21 Marta disse a Jesus: Senhor, se tivesses estado aqui, meu irmão não teria morrido!

22 Mas sei também, agora, que tudo o que pedires a Deus, Deus to concederá.

23 Disse-lhe Jesus: Teu irmão ressurgirá.

24 Respondeu-lhe Marta: Sei que há de ressurgir na ressurreição no último dia.

25 Disse-lhe Jesus: Eu sou a ressurreição e a vida. Aquele que crê em mim, ainda que esteja morto, viverá.

26 E todo aquele que vive e crê em mim, jamais morrerá. Crês nisto?

27 Respondeu ela: Sim, Senhor. Eu creio que tu és o Cristo, o Filho de Deus, aquele que devia vir ao mundo.

21 Zo zeide Martha dan tot Jezus: Heere, waart Gij hier geweest, zo ware mijn broeder niet gestorven;

22 Maar ook nu weet ik, dat alles, wat Gij van God begeren zult, God U het geven zal.

23 Jezus zeide tot haar: Uw broeder zal wederopstaan.

24 Martha zeide tot Hem: Ik weet, dat hij opstaan zal in de opstanding ten laatsten dage.

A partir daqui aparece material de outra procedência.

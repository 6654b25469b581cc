//! JWT token handling
//!
//! The service only consumes verification results at runtime; token
//! creation exists for local tooling and tests.

use crate::config::JwtConfig;
use crate::error::{AppError, Result};
use chrono::{Duration, Utc};
use jsonwebtoken::{decode, encode, Algorithm, DecodingKey, EncodingKey, Header, Validation};
use serde::{Deserialize, Serialize};

/// Audience expected on every identity token
pub const AUDIENCE: &str = "stayhub";

/// Identity Token claims (issued by the identity provider after login)
#[derive(Debug, Clone, Serialize, Deserialize)]
pub struct IdentityClaims {
    /// Subject (stable user id at the identity provider)
    pub sub: String,
    /// Email, the ownership identity used by the authorization guard
    pub email: String,
    /// Display name
    #[serde(skip_serializing_if = "Option::is_none")]
    pub name: Option<String>,
    /// Issuer
    pub iss: String,
    /// Audience
    pub aud: String,
    /// Issued at (Unix timestamp)
    pub iat: i64,
    /// Expiration (Unix timestamp)
    pub exp: i64,
}

/// JWT token manager
#[derive(Clone)]
pub struct JwtManager {
    config: JwtConfig,
    encoding_key: EncodingKey,
    decoding_key: DecodingKey,
    algorithm: Algorithm,
}

impl JwtManager {
    pub fn new(config: JwtConfig) -> Self {
        let algorithm = if config.private_key_pem.is_some() {
            Algorithm::RS256
        } else {
            Algorithm::HS256
        };
        let encoding_key = match config.private_key_pem.as_ref() {
            Some(private_key) => EncodingKey::from_rsa_pem(private_key.as_bytes())
                .expect("Failed to load JWT private key"),
            None => EncodingKey::from_secret(config.secret.as_bytes()),
        };
        let decoding_key = match config.public_key_pem.as_ref() {
            Some(public_key) => DecodingKey::from_rsa_pem(public_key.as_bytes())
                .expect("Failed to load JWT public key"),
            None => match config.private_key_pem.as_ref() {
                Some(private_key) => DecodingKey::from_rsa_pem(private_key.as_bytes())
                    .expect("Failed to load JWT private key"),
                None => DecodingKey::from_secret(config.secret.as_bytes()),
            },
        };
        Self {
            config,
            encoding_key,
            decoding_key,
            algorithm,
        }
    }

    /// Create a Validation with a strict leeway (5 seconds) instead of the
    /// default 60 seconds. Tokens expire promptly while still tolerating
    /// minor clock skew.
    fn strict_validation(&self) -> Validation {
        let mut v = Validation::new(self.algorithm);
        v.leeway = 5;
        v
    }

    /// Create an identity token
    pub fn create_identity_token(&self, sub: &str, email: &str, name: Option<&str>) -> Result<String> {
        let now = Utc::now();
        let exp = now + Duration::seconds(self.config.access_token_ttl_secs);

        let claims = IdentityClaims {
            sub: sub.to_string(),
            email: email.to_string(),
            name: name.map(String::from),
            iss: self.config.issuer.clone(),
            aud: AUDIENCE.to_string(),
            iat: now.timestamp(),
            exp: exp.timestamp(),
        };
        let header = Header::new(self.algorithm);
        encode(&header, &claims, &self.encoding_key).map_err(|e| AppError::Internal(e.into()))
    }

    /// Verify and decode an identity token
    pub fn verify_identity_token(&self, token: &str) -> Result<IdentityClaims> {
        let mut validation = self.strict_validation();
        validation.set_audience(&[AUDIENCE]);
        validation.set_issuer(&[&self.config.issuer]);

        let token_data = decode::<IdentityClaims>(token, &self.decoding_key, &validation)
            .map_err(|e| AppError::Unauthenticated(format!("Invalid token: {}", e)))?;
        Ok(token_data.claims)
    }
}
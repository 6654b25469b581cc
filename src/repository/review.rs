//! Review repository
//!
//! `roomId` is stored and queried as a hex string. String-to-string
//! comparison, no native-id variant.

use crate::domain::{NewReview, Review};
use crate::error::Result;
use crate::repository::REVIEWS;
use async_trait::async_trait;
use futures::TryStreamExt;
use mongodb::bson::{doc, oid::ObjectId, Document};
use mongodb::{Collection, Database};

#[cfg_attr(test, mockall::automock)]
#[async_trait]
pub trait ReviewRepository: Send + Sync {
    async fn insert(&self, review: &NewReview) -> Result<ObjectId>;
    async fn list_by_room(&self, room_id: &str) -> Result<Vec<Review>>;
    /// All reviews, most recent first.
    async fn list_all(&self) -> Result<Vec<Review>>;
}

pub struct ReviewRepositoryImpl {
    reviews: Collection<Document>,
}

impl ReviewRepositoryImpl {
    pub fn new(db: Database) -> Self {
        Self {
            reviews: db.collection(REVIEWS),
        }
    }
}

/// Normalize `_id` to its hex form on the way out
fn id_to_string_stage() -> Document {
    doc! { "$addFields": { "_id": { "$toString": "$_id" } } }
}

#[async_trait]
impl ReviewRepository for ReviewRepositoryImpl {
    async fn insert(&self, review: &NewReview) -> Result<ObjectId> {
        let id = ObjectId::new();
        let document = doc! {
            "_id": id,
            "roomId": &review.room_id,
            "bookingId": &review.booking_id,
            "userEmail": &review.user_email,
            "rating": review.rating,
            "date": &review.date,
        };
        self.reviews.insert_one(document).await?;
        Ok(id)
    }

    async fn list_by_room(&self, room_id: &str) -> Result<Vec<Review>> {
        let pipeline = vec![
            doc! { "$match": { "roomId": room_id } },
            id_to_string_stage(),
        ];

        let cursor = self
            .reviews
            .aggregate(pipeline)
            .with_type::<Review>()
            .await?;
        Ok(cursor.try_collect().await?)
    }

    async fn list_all(&self) -> Result<Vec<Review>> {
        let pipeline = vec![
            doc! { "$sort": { "date": -1 } },
            id_to_string_stage(),
        ];

        let cursor = self
            .reviews
            .aggregate(pipeline)
            .with_type::<Review>()
            .await?;
        Ok(cursor.try_collect().await?)
    }
}
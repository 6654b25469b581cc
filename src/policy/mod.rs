//! Centralized authorization policy for HTTP handlers.
//!
//! Every booking and review mutation is owner-scoped: the verified email
//! from the bearer token must equal the resource's owning email. The
//! comparison is exact and case-sensitive. On a deny the caller gets a
//! `Forbidden` and no store write is issued.

use crate::error::{AppError, Result};
use crate::middleware::auth::AuthUser;

/// Require that the authenticated caller owns the resource.
pub fn require_owner(auth: &AuthUser, owner_email: &str) -> Result<()> {
    if auth.email == owner_email {
        Ok(())
    } else {
        Err(AppError::Forbidden("You are not authorized".to_string()))
    }
}
//! Common types for domain models
//!
//! Identity normalization: documents carry a native `ObjectId`, but the
//! canonical cross-collection reference form is the 24-char hex string
//! (`Booking.roomId`, `Review.roomId`, `Review.bookingId` are all stored
//! that way). Conversion from the string form back to the native id
//! happens here, at the service boundary and never inline in query
//! construction, so joins depend on a single normalization function.

use crate::error::{AppError, Result};
use mongodb::bson::oid::ObjectId;

/// Parse a canonical hex-string document reference into a native id.
///
/// Malformed input is a caller error, not a store failure.
pub fn parse_object_id(id: &str) -> Result<ObjectId> {
    ObjectId::parse_str(id)
        .map_err(|_| AppError::InvalidArgument(format!("Invalid id: {}", id)))
}

/// Inclusive price bounds for room queries
#[derive(Debug, Clone, Copy, PartialEq)]
pub struct PriceRange {
    pub min: f64,
    pub max: f64,
}

impl PriceRange {
    /// Build a range from raw query parameters.
    ///
    /// Both bounds must be present and parse as numbers; anything else is
    /// `InvalidArgument` and the caller must not issue a query.
    pub fn from_raw(min: Option<&str>, max: Option<&str>) -> Result<Self> {
        let (min, max) = match (min, max) {
            (Some(min), Some(max)) => (min, max),
            _ => {
                return Err(AppError::InvalidArgument(
                    "Please provide both minPrice and maxPrice".to_string(),
                ))
            }
        };

        let min: f64 = min.parse().map_err(|_| {
            AppError::InvalidArgument(format!("Invalid minPrice: {}", min))
        })?;
        let max: f64 = max.parse().map_err(|_| {
            AppError::InvalidArgument(format!("Invalid maxPrice: {}", max))
        })?;

        Ok(Self { min, max })
    }
}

25 Jezus zeide tot haar: Ik ben de Opstanding en het Leven; die in Mij gelooft zal leven, al ware hij ook gestorven;

26 En een iegelijk, die leeft, en in Mij gelooft, zal niet sterven in der eeuwigheid. Gelooft gij dat?

27 Zij zeide tot Hem: Ja, Heere; ik heb geloofd, dat Gij zijt de Christus, de Zone Gods, Die in de wereld komen zou.